Records from a dataset
[Start of Attachment]

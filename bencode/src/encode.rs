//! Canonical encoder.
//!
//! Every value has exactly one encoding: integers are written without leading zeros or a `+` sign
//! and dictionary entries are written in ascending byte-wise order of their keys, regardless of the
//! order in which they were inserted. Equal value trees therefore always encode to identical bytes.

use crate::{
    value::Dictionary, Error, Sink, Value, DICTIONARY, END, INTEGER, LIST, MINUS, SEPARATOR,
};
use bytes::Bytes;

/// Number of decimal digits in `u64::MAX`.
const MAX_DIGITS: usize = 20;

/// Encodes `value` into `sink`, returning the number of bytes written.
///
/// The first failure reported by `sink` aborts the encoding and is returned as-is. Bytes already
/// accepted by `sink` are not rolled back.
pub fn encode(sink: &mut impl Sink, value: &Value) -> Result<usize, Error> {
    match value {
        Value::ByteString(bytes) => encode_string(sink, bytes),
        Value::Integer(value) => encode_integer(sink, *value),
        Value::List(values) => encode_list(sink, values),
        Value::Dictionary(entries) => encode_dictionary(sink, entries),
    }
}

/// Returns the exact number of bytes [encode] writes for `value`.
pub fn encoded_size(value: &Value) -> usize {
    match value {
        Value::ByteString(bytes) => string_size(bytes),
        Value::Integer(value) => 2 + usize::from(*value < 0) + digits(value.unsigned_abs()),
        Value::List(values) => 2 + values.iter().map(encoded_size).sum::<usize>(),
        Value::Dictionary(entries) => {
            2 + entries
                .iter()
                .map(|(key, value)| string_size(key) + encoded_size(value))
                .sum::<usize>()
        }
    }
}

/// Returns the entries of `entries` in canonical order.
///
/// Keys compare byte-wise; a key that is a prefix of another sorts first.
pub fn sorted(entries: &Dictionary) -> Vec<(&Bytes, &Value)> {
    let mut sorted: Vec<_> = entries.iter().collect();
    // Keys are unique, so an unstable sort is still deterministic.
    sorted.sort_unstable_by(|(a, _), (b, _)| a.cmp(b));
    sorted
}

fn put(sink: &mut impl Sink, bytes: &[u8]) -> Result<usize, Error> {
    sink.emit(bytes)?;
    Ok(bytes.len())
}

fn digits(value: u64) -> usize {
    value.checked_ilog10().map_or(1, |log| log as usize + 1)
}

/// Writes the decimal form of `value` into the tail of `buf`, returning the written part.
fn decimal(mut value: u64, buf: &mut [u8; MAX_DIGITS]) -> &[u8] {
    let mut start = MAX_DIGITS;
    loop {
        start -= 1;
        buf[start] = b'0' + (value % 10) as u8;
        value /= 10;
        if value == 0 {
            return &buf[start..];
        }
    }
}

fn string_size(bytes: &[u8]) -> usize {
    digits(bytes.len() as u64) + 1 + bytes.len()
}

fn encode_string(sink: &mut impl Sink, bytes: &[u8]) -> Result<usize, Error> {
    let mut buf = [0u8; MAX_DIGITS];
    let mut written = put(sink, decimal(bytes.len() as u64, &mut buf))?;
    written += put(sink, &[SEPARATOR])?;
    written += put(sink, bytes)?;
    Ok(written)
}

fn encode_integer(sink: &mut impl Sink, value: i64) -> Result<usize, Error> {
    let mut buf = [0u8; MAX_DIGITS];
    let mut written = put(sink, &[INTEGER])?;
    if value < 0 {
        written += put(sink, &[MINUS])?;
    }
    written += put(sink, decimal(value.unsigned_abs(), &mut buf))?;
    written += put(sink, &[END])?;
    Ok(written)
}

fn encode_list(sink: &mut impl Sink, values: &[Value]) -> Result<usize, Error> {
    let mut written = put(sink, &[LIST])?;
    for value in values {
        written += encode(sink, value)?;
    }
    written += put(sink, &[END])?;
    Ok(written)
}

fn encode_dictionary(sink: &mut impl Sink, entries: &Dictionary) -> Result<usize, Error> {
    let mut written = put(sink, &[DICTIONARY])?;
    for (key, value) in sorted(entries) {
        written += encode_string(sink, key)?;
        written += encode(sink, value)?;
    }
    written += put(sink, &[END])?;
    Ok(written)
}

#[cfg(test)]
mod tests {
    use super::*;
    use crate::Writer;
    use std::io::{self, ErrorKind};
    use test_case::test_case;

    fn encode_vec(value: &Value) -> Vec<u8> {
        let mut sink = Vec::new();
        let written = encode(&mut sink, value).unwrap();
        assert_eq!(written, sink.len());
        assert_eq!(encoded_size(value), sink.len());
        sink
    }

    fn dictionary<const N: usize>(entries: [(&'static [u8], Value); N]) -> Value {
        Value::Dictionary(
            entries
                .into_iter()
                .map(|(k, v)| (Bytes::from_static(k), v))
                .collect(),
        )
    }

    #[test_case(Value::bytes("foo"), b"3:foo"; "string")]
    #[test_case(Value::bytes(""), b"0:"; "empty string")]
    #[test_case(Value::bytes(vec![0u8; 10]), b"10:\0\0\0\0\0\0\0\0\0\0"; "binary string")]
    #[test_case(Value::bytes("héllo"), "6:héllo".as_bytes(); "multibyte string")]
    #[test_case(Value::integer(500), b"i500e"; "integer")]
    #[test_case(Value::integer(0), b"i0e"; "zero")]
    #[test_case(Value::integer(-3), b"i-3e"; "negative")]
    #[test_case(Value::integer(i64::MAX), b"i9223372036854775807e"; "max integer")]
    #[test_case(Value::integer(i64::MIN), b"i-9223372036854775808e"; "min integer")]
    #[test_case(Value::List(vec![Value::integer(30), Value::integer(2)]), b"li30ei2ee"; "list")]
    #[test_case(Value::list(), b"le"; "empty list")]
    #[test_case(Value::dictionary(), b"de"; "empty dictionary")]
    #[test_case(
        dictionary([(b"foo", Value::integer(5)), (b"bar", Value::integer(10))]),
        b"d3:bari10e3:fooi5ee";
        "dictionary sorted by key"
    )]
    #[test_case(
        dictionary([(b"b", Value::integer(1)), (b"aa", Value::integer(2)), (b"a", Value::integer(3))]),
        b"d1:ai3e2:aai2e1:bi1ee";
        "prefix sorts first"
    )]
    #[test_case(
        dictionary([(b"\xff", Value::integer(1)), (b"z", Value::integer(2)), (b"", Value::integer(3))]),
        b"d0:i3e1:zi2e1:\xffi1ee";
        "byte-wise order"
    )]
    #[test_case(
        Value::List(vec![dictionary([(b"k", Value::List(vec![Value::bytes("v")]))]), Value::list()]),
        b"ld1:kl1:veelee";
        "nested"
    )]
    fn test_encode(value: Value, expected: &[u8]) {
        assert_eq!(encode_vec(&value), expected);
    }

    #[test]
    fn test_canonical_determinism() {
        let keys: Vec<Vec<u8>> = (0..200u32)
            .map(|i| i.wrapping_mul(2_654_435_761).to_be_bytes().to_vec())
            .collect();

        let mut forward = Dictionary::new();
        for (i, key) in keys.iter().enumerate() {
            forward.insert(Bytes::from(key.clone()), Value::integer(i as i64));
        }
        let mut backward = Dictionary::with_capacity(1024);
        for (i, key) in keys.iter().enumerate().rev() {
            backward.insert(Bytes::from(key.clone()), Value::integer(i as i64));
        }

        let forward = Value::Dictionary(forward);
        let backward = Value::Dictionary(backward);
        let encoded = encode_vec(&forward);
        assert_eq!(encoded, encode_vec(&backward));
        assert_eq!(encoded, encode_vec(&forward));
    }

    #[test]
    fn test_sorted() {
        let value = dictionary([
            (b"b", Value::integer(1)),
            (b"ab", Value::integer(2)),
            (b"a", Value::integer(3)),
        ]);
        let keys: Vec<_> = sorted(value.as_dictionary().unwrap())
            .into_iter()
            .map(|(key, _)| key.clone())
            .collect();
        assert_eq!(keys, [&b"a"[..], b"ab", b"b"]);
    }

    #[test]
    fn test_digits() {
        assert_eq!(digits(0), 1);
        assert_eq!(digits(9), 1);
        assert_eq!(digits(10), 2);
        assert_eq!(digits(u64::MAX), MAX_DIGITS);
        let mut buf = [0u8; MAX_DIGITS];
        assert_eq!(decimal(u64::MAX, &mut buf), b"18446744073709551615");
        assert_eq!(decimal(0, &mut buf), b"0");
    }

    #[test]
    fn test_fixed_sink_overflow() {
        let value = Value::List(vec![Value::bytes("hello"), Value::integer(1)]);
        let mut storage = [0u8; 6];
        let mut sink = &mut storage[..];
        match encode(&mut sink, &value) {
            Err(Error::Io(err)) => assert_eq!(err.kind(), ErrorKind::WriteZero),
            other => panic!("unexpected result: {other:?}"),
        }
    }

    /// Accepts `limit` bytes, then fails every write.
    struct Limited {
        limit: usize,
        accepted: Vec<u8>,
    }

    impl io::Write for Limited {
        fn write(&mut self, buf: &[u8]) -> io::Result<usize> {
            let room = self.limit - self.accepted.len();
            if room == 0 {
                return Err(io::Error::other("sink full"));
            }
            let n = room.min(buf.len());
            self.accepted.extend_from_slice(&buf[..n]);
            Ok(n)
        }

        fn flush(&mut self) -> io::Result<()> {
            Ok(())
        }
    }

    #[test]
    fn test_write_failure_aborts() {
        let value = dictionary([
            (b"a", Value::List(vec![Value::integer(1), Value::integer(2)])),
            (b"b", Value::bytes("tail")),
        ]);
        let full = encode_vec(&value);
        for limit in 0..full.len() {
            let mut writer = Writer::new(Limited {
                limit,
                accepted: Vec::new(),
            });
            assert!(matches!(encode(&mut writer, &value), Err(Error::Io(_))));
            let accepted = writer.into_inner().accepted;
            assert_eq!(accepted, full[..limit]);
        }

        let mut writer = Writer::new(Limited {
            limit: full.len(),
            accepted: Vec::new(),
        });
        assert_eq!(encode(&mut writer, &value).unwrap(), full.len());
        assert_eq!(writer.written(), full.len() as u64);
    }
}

[End of Attachment]
[Start of Attachment]

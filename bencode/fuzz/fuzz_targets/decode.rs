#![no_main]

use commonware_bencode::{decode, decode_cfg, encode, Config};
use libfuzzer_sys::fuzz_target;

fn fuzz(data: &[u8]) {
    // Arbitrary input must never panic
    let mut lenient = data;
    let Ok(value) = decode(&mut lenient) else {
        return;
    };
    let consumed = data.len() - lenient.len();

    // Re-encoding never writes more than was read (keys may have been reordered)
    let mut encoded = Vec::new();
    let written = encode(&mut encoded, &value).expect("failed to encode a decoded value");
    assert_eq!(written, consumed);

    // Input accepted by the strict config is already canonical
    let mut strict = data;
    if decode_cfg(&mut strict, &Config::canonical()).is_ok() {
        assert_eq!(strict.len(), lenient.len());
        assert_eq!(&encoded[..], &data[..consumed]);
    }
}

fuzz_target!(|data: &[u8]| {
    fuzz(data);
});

[End of Attachment]

● About this exercise: Could you repeat exactly the lines above from the line with "filename bencode/src/encode.rs" up to and including the line with "as-is. Bytes already", and only those?

● Expected answer:
filename bencode/src/encode.rs
//! Canonical encoder.
//!
//! Every value has exactly one encoding: integers are written without leading zeros or a `+` sign
//! and dictionary entries are written in ascending byte-wise order of their keys, regardless of the
//! order in which they were inserted. Equal value trees therefore always encode to identical bytes.

use crate::{
    value::Dictionary, Error, Sink, Value, DICTIONARY, END, INTEGER, LIST, MINUS, SEPARATOR,
};
use bytes::Bytes;

/// Number of decimal digits in `u64::MAX`.
const MAX_DIGITS: usize = 20;

/// Encodes `value` into `sink`, returning the number of bytes written.
///
/// The first failure reported by `sink` aborts the encoding and is returned as-is. Bytes already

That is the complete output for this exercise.